Saturday, December 13, 2003
Getting a telephone call from the Neptune Society seems like a very bad thing to me. Maybe it's just part of my inability to adjust to the way life has gone downhill since I was a little boy. The Neptune Society will (For a substantial fee) scatter your cremated remains on the ocean. I don't want my remains scattered ANYWHERE while they are still ME. By that, I mean that I am presently what will one day be called my remains, but until that after that day, I don't want ANYONE offering to off me, turn me to dust, and fertilize (or poison) marine life with me.
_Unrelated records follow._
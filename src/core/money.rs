//! Parsing of free-text money amounts and display formatting for the report.
//!
//! Every formatter takes an `Option` so that "not computable" renders as the
//! same placeholder everywhere.

use num_format::{Locale, ToFormattedString};

/// Shown in place of any value that could not be computed.
pub const PLACEHOLDER: &str = "—";

/// Parses a money amount typed by the user.
///
/// Dollar signs, thousands separators and spaces are removed wherever they
/// appear, then the remainder must be a finite real number. Anything else,
/// including an empty field, is `None`.
pub fn parse_money(text: &str) -> Option<f64> {
    let cleaned: String = text
        .chars()
        .filter(|c| !matches!(c, '$' | ',' | ' '))
        .collect();
    let cleaned = cleaned.trim();
    if cleaned.is_empty() {
        return None;
    }
    cleaned.parse::<f64>().ok().filter(|n| n.is_finite())
}

/// Formats an amount as USD, e.g. `-$1,234.50`.
pub fn format_money(value: Option<f64>) -> String {
    match value {
        Some(n) if n.is_finite() => {
            let sign = if n < 0.0 { "-" } else { "" };
            let magnitude = n.abs();
            let amount = match to_hundredths(magnitude) {
                Some(cents) => format!(
                    "{}.{:02}",
                    (cents / 100).to_formatted_string(&Locale::en),
                    cents % 100
                ),
                None => format!("{magnitude:.2}"),
            };
            format!("{sign}${amount}")
        }
        _ => PLACEHOLDER.to_string(),
    }
}

/// Formats a ratio as a percentage with two decimals, e.g. `0.1` as `10.00%`.
pub fn format_percent(value: Option<f64>) -> String {
    match value.map(|n| n * 100.0) {
        Some(pct) if pct.is_finite() => {
            let sign = if pct < 0.0 { "-" } else { "" };
            let magnitude = pct.abs();
            match to_hundredths(magnitude) {
                Some(hundredths) => {
                    format!("{sign}{}.{:02}%", hundredths / 100, hundredths % 100)
                }
                None => format!("{sign}{magnitude:.2}%"),
            }
        }
        _ => PLACEHOLDER.to_string(),
    }
}

pub fn format_days(value: Option<i64>) -> String {
    value.map_or(PLACEHOLDER.to_string(), |d| d.to_string())
}

pub fn format_years(value: Option<f64>) -> String {
    match value {
        Some(y) if y.is_finite() => format!("{y:.4}"),
        _ => PLACEHOLDER.to_string(),
    }
}

/// Rounds a non-negative value to hundredths, to nearest with ties away from
/// zero. `None` when the result does not fit in a `u128`.
///
/// A double lies exactly halfway between two hundredths only when it is an odd
/// number of eighths, and then its exact decimal form has three places.
fn to_hundredths(magnitude: f64) -> Option<u128> {
    let eighths = magnitude * 8.0;
    let tie = eighths.fract() == 0.0 && eighths % 2.0 == 1.0;
    if tie {
        let thousandths: u128 = format!("{magnitude:.3}").replace('.', "").parse().ok()?;
        Some((thousandths + 5) / 10)
    } else {
        format!("{magnitude:.2}").replace('.', "").parse().ok()
    }
}

#[cfg(test)]
mod tests {
    use super::*;

    #[test]
    fn parses_plain_and_decorated_amounts() {
        assert_eq!(parse_money("10000"), Some(10000.0));
        assert_eq!(parse_money("$10,000.50"), Some(10000.5));
        assert_eq!(parse_money(" $ 1 234 "), Some(1234.0));
        assert_eq!(parse_money("-$500"), Some(-500.0));
        assert_eq!(parse_money("-1,250.25"), Some(-1250.25));
        assert_eq!(parse_money("1e3"), Some(1000.0));
        assert_eq!(parse_money("\t42\n"), Some(42.0));
    }

    #[test]
    fn rejects_empty_and_malformed_amounts() {
        assert_eq!(parse_money(""), None);
        assert_eq!(parse_money("   "), None);
        assert_eq!(parse_money("$,"), None);
        assert_eq!(parse_money("12abc"), None);
        assert_eq!(parse_money("-"), None);
        assert_eq!(parse_money("€100"), None);
    }

    #[test]
    fn rejects_non_finite_amounts() {
        assert_eq!(parse_money("inf"), None);
        assert_eq!(parse_money("NaN"), None);
        assert_eq!(parse_money("1e400"), None);
    }

    #[test]
    fn formats_money_with_grouping_and_sign() {
        assert_eq!(format_money(Some(1000.0)), "$1,000.00");
        assert_eq!(format_money(Some(1234567.891)), "$1,234,567.89");
        assert_eq!(format_money(Some(-1234.5)), "-$1,234.50");
        assert_eq!(format_money(Some(0.0)), "$0.00");
        assert_eq!(format_money(Some(999.999)), "$1,000.00");
        assert_eq!(format_money(Some(123.0)), "$123.00");
        assert_eq!(format_money(Some(-0.001)), "-$0.00");
    }

    #[test]
    fn rounds_exact_halves_away_from_zero() {
        assert_eq!(format_money(Some(0.125)), "$0.13");
        assert_eq!(format_money(Some(0.375)), "$0.38");
        assert_eq!(format_money(Some(-2.625)), "-$2.63");
        assert_eq!(format_money(Some(1_000_000.875)), "$1,000,000.88");
        // 1.005 is stored just below the half
        assert_eq!(format_money(Some(1.005)), "$1.00");
        assert_eq!(format_percent(Some(0.00125)), "0.13%");
        assert_eq!(format_percent(Some(-0.00375)), "-0.38%");
    }

    #[test]
    fn formats_amounts_beyond_grouping_range_ungrouped() {
        assert_eq!(format_money(Some(1e40)), format!("${:.2}", 1e40));
        assert_eq!(format_money(Some(-1e300)), format!("-${:.2}", 1e300));
        assert_eq!(format_percent(Some(1e300)), format!("{:.2}%", 1e302));
        assert_eq!(format_percent(Some(f64::MAX)), PLACEHOLDER);
    }

    #[test]
    fn formats_missing_values_as_placeholder() {
        assert_eq!(format_money(None), PLACEHOLDER);
        assert_eq!(format_money(Some(f64::NAN)), PLACEHOLDER);
        assert_eq!(format_percent(None), PLACEHOLDER);
        assert_eq!(format_percent(Some(f64::INFINITY)), PLACEHOLDER);
        assert_eq!(format_days(None), PLACEHOLDER);
        assert_eq!(format_years(None), PLACEHOLDER);
    }

    #[test]
    fn formats_percentages_and_periods() {
        assert_eq!(format_percent(Some(0.1)), "10.00%");
        assert_eq!(format_percent(Some(-0.0525)), "-5.25%");
        assert_eq!(format_percent(Some(0.0)), "0.00%");
        assert_eq!(format_percent(Some(-0.0)), "0.00%");
        assert_eq!(format_percent(Some(1.0)), "100.00%");
        assert_eq!(format_days(Some(-3)), "-3");
        assert_eq!(format_years(Some(365.0 / 365.2425)), "0.9993");
    }
}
Knowing that there are tele-ghouls who make their living by telephoning people at home and asking if they'd like to be incinerated and thrown overboard is very creepy to me. While I'm alive, I DO NOT want to receive calls about how every last earthly bit of me could thrown to the maritime breezes (probably an extra $100.00 will get some really good "gone forever more" music like "Feelings", "Amazing Grace", or "What do you do with a drunken sailor?", or maybe even a Barry Manilow tune. The skipper of the death barge will have a good time taking the ashes out to sea, and if the grieving family should elect NOT to accompany the departed on the final voyage and have the ashes of the dead one blown back in their faces, then the skipper could just jettison the powdered loved one a mere 300 yards from shore. This would save the skipper a lot of money.
Knowing that you could be dropped into a polluted, murky green harbor somewhere by a scurrilous sea-dog turned undertaker is enough to erase idyllic fantasies of "eternal life" gained by being jettisoned.